As regular readers of my reviews will know, I enjoy a story with diverse characters. This story has several excellent examples of diversity. Some characters are white, some are black, some are mixed race, some are chinese, some are African, some are Norse. Roland is deaf. This is not the defining character trait of Roland. I feel it would have been easy to write a deaf character that is a little oblivious to the world around him, as well as being a little stupid and having communication as being a difficulty for other characters. This is not what we have here. Roland lip-reads (as well as signs), and speaks to people in the same way as any other character would. Yes, he is deaf, but he is also a fully formed character as well. I have a 16 year old brother that is deaf, and so I can not express how happy I am to see such a positive representation of a deaf character. On a slightly more light-hearted note, there is a moment in the novel when Roland turns away from someone so he can’t see what they are saying to him. It is described in the story as the equivalent of a hearing person sticking fingers in their ears and yelling ‘lalalalala’. It reminded me of a moment several years back when my brother was being told off for something. He very calmly, and without breaking eye contact with the person telling him off, raised his hand to his ear and switched off his hearing aid. I found the moment completely hilarious. Not everyone in the room did.
Anyway, if I had to criticize something about this, it would be that there are some moments that felt a little rushed. The quote ‘Don’t tell us, show us.’ popped into my head at a few points. But I am being super picky with that. It would have to be a 600 page novel to accommodate everything.

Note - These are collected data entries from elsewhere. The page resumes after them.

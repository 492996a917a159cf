//! Static allow lists. Pure data, built into lookup sets on first use.

use std::collections::HashSet;
use std::sync::OnceLock;

/// Elements generally allowed in HTML
pub const ACCEPTABLE_ELEMENTS: &[&str] = &[
    "a", "abbr", "acronym", "address", "area", "b", "big", "blockquote",
    "br", "button", "caption", "center", "cite", "code", "col", "colgroup",
    "dd", "del", "dfn", "dir", "div", "dl", "dt", "em", "fieldset", "font",
    "form", "h1", "h2", "h3", "h4", "h5", "h6", "hr", "i", "img", "input",
    "ins", "kbd", "label", "legend", "li", "map", "menu", "ol", "optgroup",
    "option", "p", "pre", "q", "s", "samp", "select", "small", "span",
    "strike", "strong", "sub", "sup", "table", "tbody", "td", "textarea",
    "tfoot", "th", "thead", "tr", "tt", "u", "ul", "var",
];

/// Elements generally allowed in MathML
pub const MATHML_ELEMENTS: &[&str] = &[
    "annotation", "annotation-xml", "maction", "math", "merror", "mfrac",
    "mfenced", "mi", "mmultiscripts", "mn", "mo", "mover", "mpadded",
    "mphantom", "mprescripts", "mroot", "mrow", "mspace", "msqrt", "mstyle",
    "msub", "msubsup", "msup", "mtable", "mtd", "mtext", "mtr", "munder",
    "munderover", "none", "semantics",
];

/// Elements generally allowed in SVG
pub const SVG_ELEMENTS: &[&str] = &[
    "a", "animate", "animateColor", "animateMotion", "animateTransform",
    "circle", "defs", "desc", "ellipse", "font-face", "font-face-name",
    "font-face-src", "foreignObject", "g", "glyph", "hkern", "linearGradient",
    "line", "marker", "metadata", "missing-glyph", "mpath", "path",
    "polygon", "polyline", "radialGradient", "rect", "set", "stop", "svg",
    "switch", "text", "title", "tspan", "use",
];

/// Document scaffolding every HTML parser synthesizes.
pub const STRUCTURAL_ELEMENTS: &[&str] = &["html", "head", "body"];

/// Attributes generally allowed in HTML
pub const ACCEPTABLE_ATTRIBUTES: &[&str] = &[
    "abbr", "accept", "accept-charset", "accesskey", "action", "align", "alt",
    "axis", "border", "cellpadding", "cellspacing", "char", "charoff",
    "charset", "checked", "cite", "class", "clear", "cols", "colspan",
    "color", "compact", "coords", "datetime", "dir", "disabled", "enctype",
    "for", "frame", "headers", "height", "href", "hreflang", "hspace", "id",
    "ismap", "label", "lang", "longdesc", "maxlength", "media", "method",
    "multiple", "name", "nohref", "noshade", "nowrap", "prompt", "readonly",
    "rel", "rev", "rows", "rowspan", "rules", "scope", "selected", "shape",
    "size", "span", "src", "start", "style", "summary", "tabindex", "target",
    "title", "type", "usemap", "valign", "value", "vspace", "width", "xml:lang",
];

/// Attributes generally allowed in MathML
pub const MATHML_ATTRIBUTES: &[&str] = &[
    "actiontype", "align", "close", "columnalign", "columnalign",
    "columnalign", "columnlines", "columnspacing", "columnspan", "depth",
    "display", "displaystyle", "encoding", "equalcolumns", "equalrows",
    "fence", "fontstyle", "fontweight", "frame", "height", "linethickness",
    "lspace", "mathbackground", "mathcolor", "mathvariant", "mathvariant",
    "maxsize", "minsize", "open", "other", "rowalign", "rowalign", "rowalign",
    "rowlines", "rowspacing", "rowspan", "rspace", "scriptlevel", "selection",
    "separator", "separators", "stretchy", "width", "width", "xlink:href",
    "xlink:show", "xlink:type", "xmlns", "xmlns:xlink",
];

/// Attributes generally allowed in SVG
pub const SVG_ATTRIBUTES: &[&str] = &[
    "accent-height", "accumulate", "additive", "alphabetic", "arabic-form",
    "ascent", "attributeName", "attributeType", "baseProfile", "bbox", "begin",
    "by", "calcMode", "cap-height", "class", "color", "color-rendering",
    "content", "cx", "cy", "d", "dx", "dy", "descent", "display", "dur", "end",
    "fill", "fill-opacity", "fill-rule", "font-family", "font-size",
    "font-stretch", "font-style", "font-variant", "font-weight", "from", "fx",
    "fy", "g1", "g2", "glyph-name", "gradientUnits", "hanging", "height",
    "horiz-adv-x", "horiz-origin-x", "id", "ideographic", "k", "keyPoints",
    "keySplines", "keyTimes", "lang", "marker-end", "marker-mid", "marker-start",
    "markerHeight", "markerUnits", "markerWidth", "mathematical", "max", "min",
    "name", "offset", "opacity", "orient", "origin", "overline-position",
    "overline-thickness", "panose-1", "path", "pathLength", "points",
    "preserveAspectRatio", "r", "refX", "refY", "repeatCount", "repeatDur",
    "requiredExtensions", "requiredFeatures", "restart", "rotate", "rx", "ry",
    "slope", "stemh", "stemv", "stop-color", "stop-opacity",
    "strikethrough-position", "strikethrough-thickness", "stroke",
    "stroke-dasharray", "stroke-dashoffset", "stroke-linecap",
    "stroke-linejoin", "stroke-miterlimit", "stroke-opacity", "stroke-width",
    "systemLanguage", "target", "text-anchor", "to", "transform", "type", "u1",
    "u2", "underline-position", "underline-thickness", "unicode", "unicode-range",
    "units-per-em", "values", "version", "viewBox", "visibility", "width",
    "widths", "x", "x-height", "x1", "x2", "xlink:actuate", "xlink:arcrole",
    "xlink:href", "xlink:role", "xlink:show", "xlink:title", "xlink:type",
    "xml:base", "xml:lang", "xml:space", "xmlns", "xmlns:xlink", "y", "y1",
    "y2", "zoomAndPan",
];

/// Attributes whose value is generally a URI
pub const URI_ATTRIBUTES: &[&str] = &[
    "href", "src", "cite", "action", "longdesc", "xlink:href", "xml:base",
];

/// SVG attributes whose value may contain a `url(...)` reference
pub const SVG_REF_ATTRIBUTES: &[&str] = &[
    "clip-path", "color-profile", "cursor", "fill", "filter", "marker",
    "marker-start", "marker-mid", "marker-end", "mask", "stroke",
];

/// SVG elements whose `xlink:href` may only point into the same document
pub const SVG_LOCAL_HREF_ELEMENTS: &[&str] = &[
    "altGlyph", "animate", "animateColor", "animateMotion", "animateTransform",
    "cursor", "feImage", "filter", "linearGradient", "pattern", "radialGradient",
    "textpath", "tref", "set", "use",
];

pub const ACCEPTABLE_CSS_PROPERTIES: &[&str] = &[
    "azimuth", "background-color", "border-bottom-color", "border-collapse",
    "border-color", "border-left-color", "border-right-color", "border-top-color",
    "clear", "color", "cursor", "direction", "display", "elevation", "float",
    "font", "font-family", "font-size", "font-style", "font-variant",
    "font-weight", "height", "letter-spacing", "line-height", "overflow", "pause",
    "pause-after", "pause-before", "pitch", "pitch-range", "richness", "speak",
    "speak-header", "speak-numeral", "speak-punctuation", "speech-rate", "stress",
    "text-align", "text-decoration", "text-indent", "unicode-bidi",
    "vertical-align", "voice-family", "volume", "white-space", "width",
];

pub const ACCEPTABLE_CSS_KEYWORDS: &[&str] = &[
    "auto", "aqua", "black", "block", "blue", "bold", "both", "bottom", "brown",
    "center", "collapse", "dashed", "dotted", "fuchsia", "gray", "green",
    "!important", "italic", "left", "lime", "maroon", "medium", "none", "navy",
    "normal", "nowrap", "olive", "pointer", "purple", "red", "right", "solid",
    "silver", "teal", "top", "transparent", "underline", "white", "yellow",
];

pub const ACCEPTABLE_SVG_PROPERTIES: &[&str] = &[
    "fill", "fill-opacity", "fill-rule", "stroke", "stroke-width",
    "stroke-linecap", "stroke-linejoin", "stroke-opacity",
];

pub const ACCEPTABLE_PROTOCOLS: &[&str] = &[
    "ed2k", "ftp", "http", "https", "irc", "mailto", "news", "gopher", "nntp",
    "telnet", "webcal", "xmpp", "callto", "feed", "urn", "aim", "rsync", "tag",
    "ssh", "sftp", "rtsp", "afs",
];

/// Elements which never have content
pub const VOID_ELEMENTS: &[&str] = &[
    "base", "link", "meta", "hr", "br", "img", "embed", "param", "area",
    "col", "input",
];

type Lookup = OnceLock<HashSet<&'static str>>;

fn lookup(cell: &'static Lookup, lists: &[&'static [&'static str]]) -> &'static HashSet<&'static str> {
    cell.get_or_init(|| lists.iter().flat_map(|list| list.iter().copied()).collect())
}

/// HTML, MathML, SVG and structural elements.
pub fn default_elements() -> &'static HashSet<&'static str> {
    static SET: Lookup = OnceLock::new();
    lookup(
        &SET,
        &[ACCEPTABLE_ELEMENTS, MATHML_ELEMENTS, SVG_ELEMENTS, STRUCTURAL_ELEMENTS],
    )
}

/// HTML, MathML and SVG attributes, valid on every default element.
pub fn default_attributes() -> &'static HashSet<&'static str> {
    static SET: Lookup = OnceLock::new();
    lookup(&SET, &[ACCEPTABLE_ATTRIBUTES, MATHML_ATTRIBUTES, SVG_ATTRIBUTES])
}

pub fn is_uri_attribute(name: &str) -> bool {
    static SET: Lookup = OnceLock::new();
    lookup(&SET, &[URI_ATTRIBUTES]).contains(name)
}

pub fn is_svg_ref_attribute(name: &str) -> bool {
    static SET: Lookup = OnceLock::new();
    lookup(&SET, &[SVG_REF_ATTRIBUTES]).contains(name)
}

pub fn is_svg_local_href_element(name: &str) -> bool {
    static SET: Lookup = OnceLock::new();
    lookup(&SET, &[SVG_LOCAL_HREF_ELEMENTS]).contains(name)
}

pub fn is_acceptable_css_property(name: &str) -> bool {
    static SET: Lookup = OnceLock::new();
    lookup(&SET, &[ACCEPTABLE_CSS_PROPERTIES]).contains(name)
}

pub fn is_acceptable_css_keyword(keyword: &str) -> bool {
    static SET: Lookup = OnceLock::new();
    lookup(&SET, &[ACCEPTABLE_CSS_KEYWORDS]).contains(keyword)
}

pub fn is_acceptable_svg_property(name: &str) -> bool {
    static SET: Lookup = OnceLock::new();
    lookup(&SET, &[ACCEPTABLE_SVG_PROPERTIES]).contains(name)
}

pub fn is_acceptable_protocol(scheme: &str) -> bool {
    static SET: Lookup = OnceLock::new();
    lookup(&SET, &[ACCEPTABLE_PROTOCOLS]).contains(scheme)
}

pub fn is_void_element(name: &str) -> bool {
    static SET: Lookup = OnceLock::new();
    lookup(&SET, &[VOID_ELEMENTS]).contains(name)
}

#[cfg(test)]
mod tests {
    use super::*;

    #[test]
    fn default_elements_cover_all_namespaces() {
        let elements = default_elements();
        for name in ["p", "math", "mfrac", "svg", "foreignObject", "html", "head", "body"] {
            assert!(elements.contains(name), "{}", name);
        }
        for name in ["script", "style", "iframe", "object", "embed", "meta"] {
            assert!(!elements.contains(name), "{}", name);
        }
    }

    #[test]
    fn default_attributes_merge_namespaces() {
        let attributes = default_attributes();
        assert!(attributes.contains("href"));
        assert!(attributes.contains("xlink:href"));
        assert!(attributes.contains("viewBox"));
        assert!(attributes.contains("mathcolor"));
        assert!(!attributes.contains("onclick"));
        assert!(!attributes.contains("srcdoc"));
    }

    #[test]
    fn lookups_are_case_sensitive() {
        assert!(default_elements().contains("linearGradient"));
        assert!(!default_elements().contains("lineargradient"));
        assert!(is_svg_local_href_element("use"));
        assert!(!is_svg_local_href_element("USE"));
    }

    #[test]
    fn protocols() {
        assert!(is_acceptable_protocol("https"));
        assert!(is_acceptable_protocol("mailto"));
        assert!(!is_acceptable_protocol("javascript"));
        assert!(!is_acceptable_protocol("data"));
        assert!(!is_acceptable_protocol("vbscript"));
    }

    #[test]
    fn css() {
        assert!(is_acceptable_css_property("background-color"));
        assert!(!is_acceptable_css_property("background"));
        assert!(!is_acceptable_css_property("behavior"));
        assert!(is_acceptable_css_keyword("!important"));
        assert!(is_acceptable_svg_property("stroke-width"));
    }

    #[test]
    fn uri_and_svg_refs() {
        assert!(is_uri_attribute("xml:base"));
        assert!(!is_uri_attribute("style"));
        assert!(is_svg_ref_attribute("marker-end"));
        assert!(is_void_element("br"));
        assert!(!is_void_element("p"));
    }
}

The theme of chaos, order and the balance between the two is explored throughout. Complete chaos is… well, chaotic. But, order without a smattering of chaos is stale and boring. Through the balance between the two, we have creativity and human development. Another theme throughout is around destiny and free will. I am not a person that believes in luck or destiny. I believe things happen as a result of our actions. But this idea of whether we can change our destiny is explored really well.
Other things I don’t have time to mention (or am I purposefully leaving them out? Who knows?):
– DnD/Role Playing Games. NEEEEEERRRRRDDDDS. 😉
– Everything adorable about Mel.
– Characters from Mythology.
– Literature references.
– Poetry references.
Kari Maaren has done an outstanding job of crafting a story that keeps you on the edge throughout. It feels whimsical on the surface, but with just a little consideration from the reader, it has so much depth and meaning. I will definitely be rereading this one. I’m sure there are little things throughout that I missed with my first readthrough.
Anyway, I am off to play the organ badly. Peace and Love.
I received a copy of this from Netgalley. My thanks to the publisher for this opportunity. This is my honest review.